Blue (Story by Risa Peris)

I was painted blue. War time blue. I was like all my Pictish clan. We were to storm Hadrian’s Wall. On the other side were natives and Romans. The Romans were strange. The men wore gowns like the women and they worshipped strange things – wood set horizontal and vertical. This shape was replicated in wood, silver, gold…they loved this shape. Browniss called it a cross. She was a conquered woman who worshipped the same thing. Browniss lived in the woods. She had a garden for food and a garden for medicine. She lived very close to the Wall. Browniss, who spoke a language similar to mine, said the Romans thought she might be a witch because she helped the local population with body illness. Aches and pains. 

“You are on the wrong side of the Wall, Browniss.” I was seeking a salve for a toothache. 

“But this is my home. I do love Christ. He cured the ill as I do. I am a pious woman. I hang crosses in the trees and every shrub. Surely, the Romans won’t harm me.”

“They’re a strange lot. Mean. Evil, I say. Too much power. And then they built that stupid Wall. It doesn’t keep us out and it doesn’t keep your people out. We trade as we’ve always traded. It’s a busy wall. Even the Romans come over. And we go over…a wall is useless. The Scots laugh.”

“Do you get along with the Scots?”

“For now. But one day they may want our land.”

“The Romans might take it first.”

“No. If they wanted it, they wouldn’t have built the stupid wall.”

“And now you’re going to storm the Wall.”

I shrugged. “They have some of our land and warfare is in our blood.”

“Here is the salve.” Browniss, a lovely woman with blonde hair, handed a small jar. I paid her in meat. Salted meat. Salt stole from the Romans. 

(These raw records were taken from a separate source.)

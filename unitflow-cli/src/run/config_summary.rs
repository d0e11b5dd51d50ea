//! Config summary printed to stderr before a verbose run.

use crate::config::RunConfig;

/// `(key, value)` entries describing the effective run config. The api key is never shown.
pub fn config_summary(config: &RunConfig) -> Vec<(&'static str, String)> {
    let api_base = if config.reasoner {
        &config.reasoner_api_base
    } else {
        &config.api_base
    };
    vec![
        ("mode", config.mode.to_string()),
        ("model", config.active_model().to_string()),
        ("api_base", api_base.clone()),
        ("temperature", config.temperature.to_string()),
        (
            "api_key",
            if config.api_key.is_some() { "set" } else { "unset" }.to_string(),
        ),
    ]
}

pub fn print_config_summary(config: &RunConfig) {
    let line = config_summary(config)
        .into_iter()
        .map(|(k, v)| format!("{}={}", k, v))
        .collect::<Vec<_>>()
        .join(" ");
    eprintln!("[config] {}", line);
}
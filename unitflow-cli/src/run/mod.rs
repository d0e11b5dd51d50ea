//! Run entry points: run a saved graph with env config plus overrides, export it as a
//! pipeline program, or describe its schedule.
//!
//! Re-exports [`run_with_config`], [`build_engine`] and [`Error`].

pub use crate::config::Error;

mod client;
mod config_summary;
mod inputs;
mod inspect;
mod run_with_config;

use std::path::Path;

use unitflow::{Graph, GraphDocument, PipelineCompiler, RunReport};

use crate::config::{RunConfig, RunOptions};

pub use client::build_engine;
pub use config_summary::{config_summary, print_config_summary};
pub use inputs::{apply_inputs, parse_input};
pub use inspect::inspect;
pub use run_with_config::run_with_config;

/// Reads a saved graph document and builds the live graph.
pub fn load_graph(path: impl AsRef<Path>) -> Result<Graph, Error> {
    Ok(GraphDocument::load(path)?.into_graph()?)
}

/// Runs the graph at `path` with config from env and `options` applied on top.
///
/// Loads `.env`, overrides input unit values from `inputs` (`(id, value)` pairs), then
/// calls [`run_with_config`].
pub async fn run_graph(
    path: impl AsRef<Path>,
    inputs: &[(String, String)],
    options: &RunOptions,
) -> Result<RunReport, Error> {
    dotenv::dotenv().ok();
    let mut config = RunConfig::from_env()?;
    config.apply_options(options);
    let mut graph = load_graph(path)?;
    apply_inputs(&mut graph, inputs)?;
    run_with_config(&config, &graph).await
}

/// Compiles the graph at `path` to pipeline program text; writes it to `out` when given.
pub fn export_graph(path: impl AsRef<Path>, out: Option<&Path>) -> Result<String, Error> {
    let graph = load_graph(path)?;
    let program = PipelineCompiler::new().export(&graph)?;
    if let Some(out) = out {
        std::fs::write(out, &program)?;
    }
    Ok(program)
}

/// Describes the graph at `path` without running it.
pub fn inspect_graph(path: impl AsRef<Path>) -> Result<String, Error> {
    Ok(inspect(&load_graph(path)?))
}

/// One `id: value` line per output unit, in id order.
pub fn format_outputs(report: &RunReport) -> String {
    report
        .outputs()
        .iter()
        .map(|(id, value)| format!("{}: {}", id, value))
        .collect::<Vec<_>>()
        .join("\n")
}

“Our raid shouldn’t touch your property.” I kissed her on the cheek in delight and left a blue smudge on her face. I was going to tell her but I thought she looked splendid with the blue.

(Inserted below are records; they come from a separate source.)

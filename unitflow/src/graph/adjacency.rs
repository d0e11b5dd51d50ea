//! Index-based out-neighbor lists, built once per traversal.

use std::collections::HashMap;

use super::{Graph, NodeId};

/// Dense view of the graph: node `i` is `ids[i]`, its successors are `out[i]`
/// in edge insertion order (duplicates kept).
pub(crate) struct Adjacency<'g> {
    pub ids: Vec<&'g NodeId>,
    pub out: Vec<Vec<usize>>,
}

impl<'g> Adjacency<'g> {
    pub fn build(graph: &'g Graph) -> Self {
        let ids: Vec<&NodeId> = graph.node_ids().iter().collect();
        let index: HashMap<&NodeId, usize> =
            ids.iter().enumerate().map(|(i, id)| (*id, i)).collect();
        let mut out = vec![Vec::new(); ids.len()];
        for edge in graph.edges() {
            if let (Some(&f), Some(&t)) = (index.get(&edge.from), index.get(&edge.to)) {
                out[f].push(t);
            }
        }
        Self { ids, out }
    }

    pub fn len(&self) -> usize {
        self.ids.len()
    }
}
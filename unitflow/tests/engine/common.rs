//! Shared builders for engine tests.

#![allow(dead_code)]

use std::collections::BTreeMap;
use std::sync::Arc;

use unitflow::{
    CancellationFlag, CodeEvaluator, Credentials, Engine, Graph, MockCompletion, NodeId, RunMode,
    Unit, UserCodeError,
};

pub fn id(s: &str) -> NodeId {
    NodeId::from(s)
}

/// Engine over `mock` with a test api key.
pub fn engine(mock: &Arc<MockCompletion>, mode: RunMode) -> Engine {
    Engine::new(mock.clone())
        .with_credentials(Credentials::new("sk-test"))
        .with_mode(mode)
}

/// Evaluator that sets `flag` and answers "done" for every custom unit.
pub fn cancelling_evaluator(flag: &CancellationFlag) -> Arc<dyn CodeEvaluator> {
    let flag = flag.clone();
    Arc::new(
        move |_: &str, _: &BTreeMap<String, String>| -> Result<String, UserCodeError> {
            flag.cancel();
            Ok("done".to_string())
        },
    )
}

/// Builds a graph from `(id, unit)` pairs and `(from, to)` edges.
pub fn graph(nodes: Vec<(&str, Unit)>, edges: &[(&str, &str)]) -> Graph {
    let mut g = Graph::new();
    for (node, unit) in nodes {
        g.add_node(node, unit).unwrap();
    }
    for (from, to) in edges {
        g.add_edge(*from, *to).unwrap();
    }
    g
}

/// `input-1 ("hello") -> ai-1 ("Say $input_1 loudly") -> output-1`.
pub fn hello_chain() -> Graph {
    graph(
        vec![
            ("input-1", Unit::input("hello")),
            ("ai-1", Unit::ai("Say $input_1 loudly")),
            ("output-1", Unit::output()),
        ],
        &[("input-1", "ai-1"), ("ai-1", "output-1")],
    )
}

/// `input-1 -> {ai-1, ai-2} -> output-1`, with `ai-1`'s edge to the output added first.
pub fn diamond() -> Graph {
    graph(
        vec![
            ("input-1", Unit::input("x")),
            ("ai-1", Unit::ai("left $input_1")),
            ("ai-2", Unit::ai("right $input_1")),
            ("output-1", Unit::output()),
        ],
        &[
            ("input-1", "ai-1"),
            ("input-1", "ai-2"),
            ("ai-1", "output-1"),
            ("ai-2", "output-1"),
        ],
    )
}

On a Sunday morning we stormed the wall and felled Romans before the Roman cavalry came. Then the battle was fierce. We were pushed back, but zigzag. I realized we were heading to Browniss’s property. The Romans stormed. Browniss emerged from her cottage looking confused. I realized she still had a blue smudge. A Roman soldier, blind to the crosses and the proper side of the Wall, lifted his sword and beheaded her. 

I fell to the ground and screamed. “She was on your side.”

The Roman soldier looked at me blankly. He didn’t know Pictish and I didn’t know Latin, but I knew how to fight and so I fought until he was dead. When the skirmish was over, I and a few of my friends buried Browniss as she would want with many of her crosses. I prayed like she had taught me, that the Romans would perish. 

A month later, the Romans began to pack and leave. We Picts were skeptical. 

“What happened?” I asked a Christian on the other side of the Wall. We traded in vegetables. 

“Something about Goths sacking Rome. I think the Romans are gone.”

News rippled and I went to pray at Browniss’s grave. “I loved you,” I muttered. Loved declared after death is the least powerful love of all.